## Listed entries:
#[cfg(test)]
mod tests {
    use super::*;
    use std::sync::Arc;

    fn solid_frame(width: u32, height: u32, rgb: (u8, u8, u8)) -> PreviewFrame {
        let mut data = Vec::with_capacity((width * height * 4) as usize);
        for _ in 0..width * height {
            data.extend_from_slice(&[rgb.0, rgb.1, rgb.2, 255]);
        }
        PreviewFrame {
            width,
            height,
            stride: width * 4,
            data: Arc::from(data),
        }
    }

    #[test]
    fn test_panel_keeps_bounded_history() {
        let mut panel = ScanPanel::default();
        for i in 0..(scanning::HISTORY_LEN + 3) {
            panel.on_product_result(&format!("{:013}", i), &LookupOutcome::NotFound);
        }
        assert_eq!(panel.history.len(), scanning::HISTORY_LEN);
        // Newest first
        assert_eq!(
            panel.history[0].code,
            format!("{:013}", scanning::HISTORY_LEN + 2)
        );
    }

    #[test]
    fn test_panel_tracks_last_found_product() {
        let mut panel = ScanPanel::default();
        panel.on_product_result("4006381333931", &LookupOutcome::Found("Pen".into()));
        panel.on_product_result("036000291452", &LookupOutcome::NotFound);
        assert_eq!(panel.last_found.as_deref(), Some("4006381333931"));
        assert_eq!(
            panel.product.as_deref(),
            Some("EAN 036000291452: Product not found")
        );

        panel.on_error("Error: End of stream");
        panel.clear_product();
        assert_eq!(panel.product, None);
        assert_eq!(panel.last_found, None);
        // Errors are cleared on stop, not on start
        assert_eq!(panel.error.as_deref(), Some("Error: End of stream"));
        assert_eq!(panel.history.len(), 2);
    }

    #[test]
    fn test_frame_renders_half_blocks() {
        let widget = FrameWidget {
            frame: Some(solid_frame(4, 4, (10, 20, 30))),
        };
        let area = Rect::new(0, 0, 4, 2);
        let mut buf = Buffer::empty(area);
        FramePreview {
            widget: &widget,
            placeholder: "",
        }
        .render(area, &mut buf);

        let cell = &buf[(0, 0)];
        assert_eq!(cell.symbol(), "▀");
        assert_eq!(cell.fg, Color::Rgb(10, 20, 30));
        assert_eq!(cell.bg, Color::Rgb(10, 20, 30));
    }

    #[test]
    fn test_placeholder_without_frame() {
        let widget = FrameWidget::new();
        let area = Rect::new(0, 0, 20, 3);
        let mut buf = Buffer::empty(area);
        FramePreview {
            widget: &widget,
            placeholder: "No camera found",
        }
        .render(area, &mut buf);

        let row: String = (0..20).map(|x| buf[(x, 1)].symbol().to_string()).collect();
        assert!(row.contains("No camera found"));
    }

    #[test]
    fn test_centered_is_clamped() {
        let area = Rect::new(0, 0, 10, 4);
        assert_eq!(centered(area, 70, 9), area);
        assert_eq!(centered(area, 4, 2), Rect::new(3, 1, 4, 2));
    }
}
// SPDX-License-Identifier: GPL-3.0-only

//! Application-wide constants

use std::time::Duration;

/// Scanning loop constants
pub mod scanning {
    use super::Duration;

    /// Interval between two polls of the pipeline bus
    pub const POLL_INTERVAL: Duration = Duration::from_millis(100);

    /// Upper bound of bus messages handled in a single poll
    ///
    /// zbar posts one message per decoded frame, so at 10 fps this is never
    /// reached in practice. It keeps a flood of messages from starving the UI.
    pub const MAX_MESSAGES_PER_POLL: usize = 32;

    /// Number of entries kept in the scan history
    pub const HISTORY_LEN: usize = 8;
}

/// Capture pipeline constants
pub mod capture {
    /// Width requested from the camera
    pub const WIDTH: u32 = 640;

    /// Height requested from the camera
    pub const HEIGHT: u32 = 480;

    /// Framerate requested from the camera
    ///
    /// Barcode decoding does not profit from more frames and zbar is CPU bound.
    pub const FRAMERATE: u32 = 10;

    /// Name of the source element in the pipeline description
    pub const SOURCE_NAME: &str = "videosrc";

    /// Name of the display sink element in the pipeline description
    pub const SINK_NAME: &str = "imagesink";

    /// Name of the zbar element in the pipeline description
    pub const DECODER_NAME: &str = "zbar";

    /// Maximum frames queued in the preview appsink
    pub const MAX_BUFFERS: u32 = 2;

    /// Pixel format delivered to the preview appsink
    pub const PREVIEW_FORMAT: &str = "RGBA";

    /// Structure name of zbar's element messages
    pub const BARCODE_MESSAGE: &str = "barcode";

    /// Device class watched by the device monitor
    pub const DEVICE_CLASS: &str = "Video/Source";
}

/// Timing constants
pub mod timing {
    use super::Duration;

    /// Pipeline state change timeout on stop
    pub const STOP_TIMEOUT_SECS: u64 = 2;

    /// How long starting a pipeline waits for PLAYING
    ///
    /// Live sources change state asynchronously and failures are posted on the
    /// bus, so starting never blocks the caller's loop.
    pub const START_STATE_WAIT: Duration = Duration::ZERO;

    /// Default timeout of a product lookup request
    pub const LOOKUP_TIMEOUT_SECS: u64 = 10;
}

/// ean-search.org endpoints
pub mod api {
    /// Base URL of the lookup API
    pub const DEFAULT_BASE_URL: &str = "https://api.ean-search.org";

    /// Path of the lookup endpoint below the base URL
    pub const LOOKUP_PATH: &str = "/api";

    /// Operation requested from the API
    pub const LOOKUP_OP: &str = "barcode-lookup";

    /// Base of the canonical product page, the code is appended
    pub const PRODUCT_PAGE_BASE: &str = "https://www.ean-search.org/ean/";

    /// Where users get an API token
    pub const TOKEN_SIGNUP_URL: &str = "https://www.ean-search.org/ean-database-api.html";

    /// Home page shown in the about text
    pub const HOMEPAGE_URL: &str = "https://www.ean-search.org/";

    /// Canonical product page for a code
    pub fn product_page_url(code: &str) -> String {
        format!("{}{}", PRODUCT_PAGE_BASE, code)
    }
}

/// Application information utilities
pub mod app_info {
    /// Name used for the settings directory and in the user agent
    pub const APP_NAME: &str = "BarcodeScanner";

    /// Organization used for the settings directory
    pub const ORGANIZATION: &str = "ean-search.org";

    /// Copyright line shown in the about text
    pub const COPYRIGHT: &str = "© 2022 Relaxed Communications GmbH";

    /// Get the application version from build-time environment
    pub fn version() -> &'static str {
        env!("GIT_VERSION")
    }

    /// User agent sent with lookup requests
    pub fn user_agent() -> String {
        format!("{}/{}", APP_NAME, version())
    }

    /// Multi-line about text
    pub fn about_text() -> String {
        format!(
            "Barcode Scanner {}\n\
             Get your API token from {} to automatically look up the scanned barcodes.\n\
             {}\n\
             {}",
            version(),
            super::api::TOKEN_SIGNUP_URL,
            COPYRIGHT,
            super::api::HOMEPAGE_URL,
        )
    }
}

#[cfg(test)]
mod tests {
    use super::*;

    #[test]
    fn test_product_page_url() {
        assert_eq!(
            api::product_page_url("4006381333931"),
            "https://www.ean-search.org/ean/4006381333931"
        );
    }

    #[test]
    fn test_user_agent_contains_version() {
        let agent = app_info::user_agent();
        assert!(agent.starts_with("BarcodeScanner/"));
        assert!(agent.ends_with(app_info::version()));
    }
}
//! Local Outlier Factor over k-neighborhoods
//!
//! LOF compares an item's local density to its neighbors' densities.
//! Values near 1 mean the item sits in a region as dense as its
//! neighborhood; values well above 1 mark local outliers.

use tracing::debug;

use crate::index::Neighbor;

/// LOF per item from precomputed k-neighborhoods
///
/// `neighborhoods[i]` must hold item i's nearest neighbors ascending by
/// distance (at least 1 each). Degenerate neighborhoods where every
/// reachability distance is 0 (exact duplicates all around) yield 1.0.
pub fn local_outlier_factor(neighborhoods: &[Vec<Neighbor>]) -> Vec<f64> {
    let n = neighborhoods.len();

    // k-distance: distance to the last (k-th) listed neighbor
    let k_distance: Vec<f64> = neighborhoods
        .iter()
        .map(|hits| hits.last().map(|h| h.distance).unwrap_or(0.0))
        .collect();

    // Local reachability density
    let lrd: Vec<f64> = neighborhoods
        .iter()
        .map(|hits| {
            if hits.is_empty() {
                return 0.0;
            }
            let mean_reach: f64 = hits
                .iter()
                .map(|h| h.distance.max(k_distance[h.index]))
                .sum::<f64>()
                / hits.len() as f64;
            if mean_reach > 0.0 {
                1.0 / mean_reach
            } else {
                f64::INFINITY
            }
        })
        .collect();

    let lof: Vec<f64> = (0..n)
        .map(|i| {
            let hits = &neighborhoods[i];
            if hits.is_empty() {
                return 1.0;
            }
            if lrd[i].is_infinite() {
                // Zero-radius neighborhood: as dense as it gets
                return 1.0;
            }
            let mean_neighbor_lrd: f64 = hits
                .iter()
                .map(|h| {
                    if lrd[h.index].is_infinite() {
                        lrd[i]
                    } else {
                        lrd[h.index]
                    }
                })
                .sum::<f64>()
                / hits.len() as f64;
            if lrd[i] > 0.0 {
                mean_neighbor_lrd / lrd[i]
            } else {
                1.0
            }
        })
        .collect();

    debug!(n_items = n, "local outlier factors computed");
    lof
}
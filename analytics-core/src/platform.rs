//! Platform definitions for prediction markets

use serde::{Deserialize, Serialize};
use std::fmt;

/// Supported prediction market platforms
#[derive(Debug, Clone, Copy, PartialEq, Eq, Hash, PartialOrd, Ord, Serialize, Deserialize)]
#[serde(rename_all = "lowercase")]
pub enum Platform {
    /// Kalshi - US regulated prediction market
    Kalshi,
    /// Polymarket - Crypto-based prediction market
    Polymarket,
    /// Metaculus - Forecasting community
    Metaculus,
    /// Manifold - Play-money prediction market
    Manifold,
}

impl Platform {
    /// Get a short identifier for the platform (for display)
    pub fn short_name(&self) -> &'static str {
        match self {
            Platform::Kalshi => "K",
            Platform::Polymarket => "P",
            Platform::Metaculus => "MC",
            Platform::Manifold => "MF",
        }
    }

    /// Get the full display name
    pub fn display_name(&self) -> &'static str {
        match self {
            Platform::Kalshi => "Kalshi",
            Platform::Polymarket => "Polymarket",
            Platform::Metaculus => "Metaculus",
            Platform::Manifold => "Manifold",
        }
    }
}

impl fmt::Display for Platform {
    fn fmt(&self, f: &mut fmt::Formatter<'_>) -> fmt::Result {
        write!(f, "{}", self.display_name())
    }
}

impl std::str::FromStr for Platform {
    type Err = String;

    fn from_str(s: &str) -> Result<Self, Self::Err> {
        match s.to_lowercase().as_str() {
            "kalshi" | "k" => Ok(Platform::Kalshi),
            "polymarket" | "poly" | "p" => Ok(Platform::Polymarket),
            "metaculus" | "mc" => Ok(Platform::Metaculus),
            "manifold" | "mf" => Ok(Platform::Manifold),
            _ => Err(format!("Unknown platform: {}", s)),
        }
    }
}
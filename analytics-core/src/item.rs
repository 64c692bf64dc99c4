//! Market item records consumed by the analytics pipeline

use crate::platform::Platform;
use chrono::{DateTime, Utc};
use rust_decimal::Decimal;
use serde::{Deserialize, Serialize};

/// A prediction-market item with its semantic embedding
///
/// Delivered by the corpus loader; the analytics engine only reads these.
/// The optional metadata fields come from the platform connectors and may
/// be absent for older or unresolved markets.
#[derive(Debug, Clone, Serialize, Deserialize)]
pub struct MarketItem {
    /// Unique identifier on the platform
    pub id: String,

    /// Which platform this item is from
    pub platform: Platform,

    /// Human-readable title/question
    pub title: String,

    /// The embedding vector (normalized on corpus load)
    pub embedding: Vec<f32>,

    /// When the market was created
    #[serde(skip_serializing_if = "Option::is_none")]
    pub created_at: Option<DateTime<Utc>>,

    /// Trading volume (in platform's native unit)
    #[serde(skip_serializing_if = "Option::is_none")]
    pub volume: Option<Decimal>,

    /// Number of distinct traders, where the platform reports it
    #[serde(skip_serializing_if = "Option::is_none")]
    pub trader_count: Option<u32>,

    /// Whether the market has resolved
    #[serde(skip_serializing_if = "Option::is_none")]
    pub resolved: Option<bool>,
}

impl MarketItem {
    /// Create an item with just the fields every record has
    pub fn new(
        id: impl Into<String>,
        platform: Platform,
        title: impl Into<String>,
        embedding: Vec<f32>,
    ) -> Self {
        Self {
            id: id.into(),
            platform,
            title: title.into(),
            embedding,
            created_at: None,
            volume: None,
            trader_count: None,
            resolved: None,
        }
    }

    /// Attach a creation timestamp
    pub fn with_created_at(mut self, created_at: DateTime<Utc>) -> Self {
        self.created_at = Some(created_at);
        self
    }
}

## Work to be completed:
Only lines containing the string "Number" belong in the answer; find them in the data above and copy them.

## Task result:
    /// Number of entries kept in the scan history
    /// Number of distinct traders, where the platform reports it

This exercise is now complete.